La rigidité du coude qui existe depuis longtemps peut nécessiter des techniques d'étirement plus agressives. N'effectuez ces exercices que sur les conseils de votre médecin ou thérapeute.

Déplacer 1: Flexion de la table

  1. Tenez-vous face à une table ou un comptoir.
  2. Posez vos avant-bras à la surface, en gardant vos bras près de votre corps.
  3. Penchez le haut de votre corps sur vos coudes pour les étirer en position pliée.
  4. Maintenez la position pendant 10 secondes, puis détendez-vous.
  5. Répétez trois fois.

Déplacer 2: Flexion du mur

  1. Tenez-vous face à un mur.
  2. Placez vos avant-bras à plat contre le mur.
  3. Faites glisser lentement vos coudes le long du mur pour augmenter la courbure de votre coude.
  4. Arrêtez et maintenez pendant 10 secondes lorsque vous ressentez une forte sensation de traction.
  5. Répétez trois fois.
  6. Augmentez cet étirement en vous rapprochant du mur.

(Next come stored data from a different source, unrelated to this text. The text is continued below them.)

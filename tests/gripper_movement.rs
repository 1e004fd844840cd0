//! MoveLabware with the gripper against the simulated hardware.

mod common;

use common::*;

use protocol_engine::commands::{CommandParams, CommandStatus, ModuleIdParams, MoveLabwareParams};
use protocol_engine::config::{EngineConfig, RobotType};
use protocol_engine::hardware::simulator::{GripperJawState, HOME_POSITION};
use protocol_engine::hardware::{HardwareCall, ModuleAction, SimulatedHardware};
use protocol_engine::types::{
    CriticalPoint, DeckSlotName, LabwareLocation, LabwareMovementOffsetData, LabwareMovementStrategy,
    LabwareOffsetVector, ModuleModel, Mount, MotorAxis, Point,
};
use protocol_engine::ProtocolEngine;

fn gripper_move(mount_position: Point) -> HardwareCall {
    HardwareCall::MoveTo {
        mount: Mount::Extension,
        position: mount_position,
        critical_point: Some(CriticalPoint::GripperJawCenter),
    }
}

/// Homed OT-3 engine with one plate in slot 1 and the call log cleared.
async fn engine_with_plate(hardware: &SimulatedHardware) -> ProtocolEngine {
    let engine = start_engine(hardware_config(RobotType::Ot3), hardware);
    engine.add_labware_definition(plate_definition("plate")).unwrap();
    engine.play().unwrap();
    run_ok(&engine, home_all()).await;
    run_ok(
        &engine,
        load_labware("plate", LabwareLocation::slot(DeckSlotName::Slot1), "plate-1"),
    )
    .await;
    hardware.clear_calls();
    engine
}

#[tokio::test]
async fn test_gripper_move_call_sequence() {
    let hardware = SimulatedHardware::new().with_gripper();
    let engine = engine_with_plate(&hardware).await;

    run_ok(
        &engine,
        move_labware(
            "plate-1",
            LabwareLocation::slot(DeckSlotName::Slot3),
            LabwareMovementStrategy::UsingGripper,
        ),
    )
    .await;

    // Slot 1 center is (64, 43), slot 3 center is (329, 43); the plate is 14 mm tall
    let pick_up = Point::new(64.0, 43.0, 7.0);
    let drop = Point::new(329.0, 43.0, 7.0);
    let travel_z = HOME_POSITION.z;
    assert_eq!(
        hardware.calls(),
        vec![
            HardwareCall::Home(Some(vec![MotorAxis::LeftZ, MotorAxis::RightZ, MotorAxis::ExtensionZ])),
            gripper_move(HOME_POSITION),
            gripper_move(pick_up.with_z(travel_z)),
            HardwareCall::Ungrip,
            gripper_move(pick_up),
            HardwareCall::Grip(15.0),
            HardwareCall::Home(Some(vec![MotorAxis::ExtensionZ])),
            gripper_move(pick_up.with_z(travel_z)),
            gripper_move(drop.with_z(travel_z)),
            gripper_move(drop),
            HardwareCall::Ungrip,
            HardwareCall::Home(Some(vec![MotorAxis::ExtensionZ])),
            HardwareCall::Grip(10.0),
        ]
    );
    assert_eq!(hardware.jaw_state(), GripperJawState::Gripping(10.0));

    let view = engine.state_view();
    assert_eq!(
        view.labware().get_location("plate-1").unwrap(),
        &LabwareLocation::slot(DeckSlotName::Slot3)
    );
}

#[tokio::test]
async fn test_gripper_move_applies_offsets() {
    let hardware = SimulatedHardware::new().with_gripper();
    let engine = engine_with_plate(&hardware).await;

    let command = CommandParams::MoveLabware(MoveLabwareParams {
        labware_id: "plate-1".to_string(),
        new_location: LabwareLocation::slot(DeckSlotName::Slot3),
        strategy: LabwareMovementStrategy::UsingGripper,
        offset_data: LabwareMovementOffsetData {
            pick_up_offset: Some(LabwareOffsetVector::new(0.0, 0.0, 1.5)),
            drop_offset: Some(LabwareOffsetVector::new(1.0, -1.0, 0.5)),
            use_current_offset: true,
        },
    });
    run_ok(&engine, command).await;

    let calls = hardware.calls();
    assert_eq!(calls[4], gripper_move(Point::new(64.0, 43.0, 8.5)));
    assert_eq!(calls[9], gripper_move(Point::new(330.0, 42.0, 7.5)));
}

#[tokio::test]
async fn test_gripper_move_without_gripper_fails() {
    let hardware = SimulatedHardware::new();
    let engine = engine_with_plate(&hardware).await;

    let command = run(
        &engine,
        move_labware(
            "plate-1",
            LabwareLocation::slot(DeckSlotName::Slot3),
            LabwareMovementStrategy::UsingGripper,
        ),
    )
    .await;

    assert_eq!(command.status, CommandStatus::Failed);
    assert_eq!(command.error.unwrap().error_type, "GripperNotAttachedError");
    assert!(hardware.calls().is_empty());
    assert_eq!(
        engine.state_view().labware().get_location("plate-1").unwrap(),
        &LabwareLocation::slot(DeckSlotName::Slot1)
    );
}

#[tokio::test]
async fn test_virtual_gripper_only_updates_state() {
    let hardware = SimulatedHardware::new();
    let config = EngineConfig::simulated(RobotType::Ot3);
    let engine = start_engine(config, &hardware);
    engine.add_labware_definition(plate_definition("plate")).unwrap();
    engine.play().unwrap();
    run_ok(
        &engine,
        load_labware("plate", LabwareLocation::slot(DeckSlotName::Slot1), "plate-1"),
    )
    .await;

    run_ok(
        &engine,
        move_labware(
            "plate-1",
            LabwareLocation::slot(DeckSlotName::Slot3),
            LabwareMovementStrategy::UsingGripper,
        ),
    )
    .await;

    assert!(hardware.calls().is_empty());
    assert_eq!(
        engine.state_view().labware().get_location("plate-1").unwrap(),
        &LabwareLocation::slot(DeckSlotName::Slot3)
    );
}

#[tokio::test]
async fn test_gripper_not_supported_on_ot2() {
    let hardware = SimulatedHardware::new().with_gripper();
    let engine = start_engine(EngineConfig::simulated(RobotType::Ot2), &hardware);
    engine.add_labware_definition(plate_definition("plate")).unwrap();
    engine.play().unwrap();
    run_ok(
        &engine,
        load_labware("plate", LabwareLocation::slot(DeckSlotName::Slot1), "plate-1"),
    )
    .await;

    let command = run(
        &engine,
        move_labware(
            "plate-1",
            LabwareLocation::slot(DeckSlotName::Slot3),
            LabwareMovementStrategy::UsingGripper,
        ),
    )
    .await;
    assert_eq!(command.error.unwrap().error_type, "NotSupportedOnRobotTypeError");
}

#[tokio::test]
async fn test_gripper_cannot_move_off_deck() {
    let hardware = SimulatedHardware::new().with_gripper();
    let engine = engine_with_plate(&hardware).await;

    let command = run(
        &engine,
        move_labware("plate-1", LabwareLocation::OffDeck, LabwareMovementStrategy::UsingGripper),
    )
    .await;
    assert_eq!(command.error.unwrap().error_type, "LabwareNotOnDeckError");
}

#[tokio::test]
async fn test_gripper_lifts_plate_out_of_thermocycler() {
    let hardware = SimulatedHardware::new().with_gripper();
    let engine = start_engine(hardware_config(RobotType::Ot3), &hardware);
    engine.add_labware_definition(plate_definition("plate")).unwrap();
    engine.add_module("tc-serial", thermocycler_definition()).unwrap();
    engine.play().unwrap();
    run_ok(&engine, home_all()).await;
    run_ok(
        &engine,
        load_module(ModuleModel::ThermocyclerModuleV2, DeckSlotName::Slot7, "tc-1"),
    )
    .await;
    run_ok(&engine, load_labware("plate", LabwareLocation::module("tc-1"), "plate-1")).await;
    run_ok(
        &engine,
        CommandParams::ThermocyclerOpenLid(ModuleIdParams {
            module_id: "tc-1".to_string(),
        }),
    )
    .await;
    hardware.clear_calls();

    run_ok(
        &engine,
        move_labware(
            "plate-1",
            LabwareLocation::slot(DeckSlotName::Slot3),
            LabwareMovementStrategy::UsingGripper,
        ),
    )
    .await;

    let calls = hardware.calls();
    let position_of = |wanted: &HardwareCall| calls.iter().position(|call| call == wanted).unwrap();
    let raise = position_of(&HardwareCall::Module {
        serial_number: "tc-serial".to_string(),
        action: ModuleAction::RaisePlate,
    });
    let lower = position_of(&HardwareCall::Module {
        serial_number: "tc-serial".to_string(),
        action: ModuleAction::ReturnFromRaisePlate,
    });
    let grip = position_of(&HardwareCall::Grip(15.0));
    let first_move = calls
        .iter()
        .position(|call| matches!(call, HardwareCall::MoveTo { .. }))
        .unwrap();

    assert!(raise < first_move);
    assert!(grip < lower);
    assert_eq!(calls[lower + 1], HardwareCall::Home(Some(vec![MotorAxis::ExtensionZ])));
}

#[tokio::test]
async fn test_closed_thermocycler_blocks_move() {
    let hardware = SimulatedHardware::new().with_gripper();
    let engine = start_engine(hardware_config(RobotType::Ot3), &hardware);
    engine.add_labware_definition(plate_definition("plate")).unwrap();
    engine.add_module("tc-serial", thermocycler_definition()).unwrap();
    engine.play().unwrap();
    run_ok(&engine, home_all()).await;
    run_ok(
        &engine,
        load_module(ModuleModel::ThermocyclerModuleV2, DeckSlotName::Slot7, "tc-1"),
    )
    .await;
    run_ok(
        &engine,
        load_labware("plate", LabwareLocation::slot(DeckSlotName::Slot1), "plate-1"),
    )
    .await;
    run_ok(
        &engine,
        CommandParams::ThermocyclerCloseLid(ModuleIdParams {
            module_id: "tc-1".to_string(),
        }),
    )
    .await;
    hardware.clear_calls();

    let command = run(
        &engine,
        move_labware(
            "plate-1",
            LabwareLocation::module("tc-1"),
            LabwareMovementStrategy::UsingGripper,
        ),
    )
    .await;

    let error = command.error.unwrap();
    assert_eq!(error.error_type, "LabwareMovementNotAllowedError");
    assert!(hardware.calls().is_empty());
}

#[tokio::test]
async fn test_heater_shaker_latch_must_be_open() {
    let hardware = SimulatedHardware::new();
    let engine = start_engine(EngineConfig::simulated(RobotType::Ot3), &hardware);
    engine.add_labware_definition(plate_definition("plate")).unwrap();
    engine.add_module("hs-serial", heater_shaker_definition()).unwrap();
    engine.play().unwrap();
    run_ok(
        &engine,
        load_module(ModuleModel::HeaterShakerModuleV1, DeckSlotName::Slot4, "hs-1"),
    )
    .await;
    run_ok(&engine, load_labware("plate", LabwareLocation::module("hs-1"), "plate-1")).await;

    // Latch status starts unknown and is treated as closed
    let command = run(
        &engine,
        move_labware(
            "plate-1",
            LabwareLocation::slot(DeckSlotName::Slot5),
            LabwareMovementStrategy::ManualMoveWithoutPause,
        ),
    )
    .await;
    assert_eq!(command.error.unwrap().error_type, "LabwareMovementNotAllowedError");
}

#[tokio::test]
async fn test_open_heater_shaker_latch_allows_move() {
    let hardware = SimulatedHardware::new();
    let engine = start_engine(EngineConfig::simulated(RobotType::Ot3), &hardware);
    engine.add_labware_definition(plate_definition("plate")).unwrap();
    engine.add_module("hs-serial", heater_shaker_definition()).unwrap();
    engine.play().unwrap();
    run_ok(
        &engine,
        load_module(ModuleModel::HeaterShakerModuleV1, DeckSlotName::Slot4, "hs-1"),
    )
    .await;
    run_ok(&engine, load_labware("plate", LabwareLocation::module("hs-1"), "plate-1")).await;
    run_ok(
        &engine,
        CommandParams::HeaterShakerOpenLabwareLatch(ModuleIdParams {
            module_id: "hs-1".to_string(),
        }),
    )
    .await;

    run_ok(
        &engine,
        move_labware(
            "plate-1",
            LabwareLocation::slot(DeckSlotName::Slot5),
            LabwareMovementStrategy::UsingGripper,
        ),
    )
    .await;
    assert_eq!(
        engine.state_view().labware().get_location("plate-1").unwrap(),
        &LabwareLocation::slot(DeckSlotName::Slot5)
    );
    assert!(hardware.calls().is_empty());
}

Déplacer 3: Extension du coude couché

  1. Allongez-vous sur le dos, le bras à vos côtés.
  2. Placez une petite serviette pliée sous le haut de votre bras.
  3. Tenez un haltère ou un autre petit objet pesant 5 livres ou moins dans votre paume.
  4. Détendez votre coude, permettant au poids d'étirer votre bras droit.
  5. Maintenez la position pendant 30 secondes; augmentez lentement votre temps comme toléré.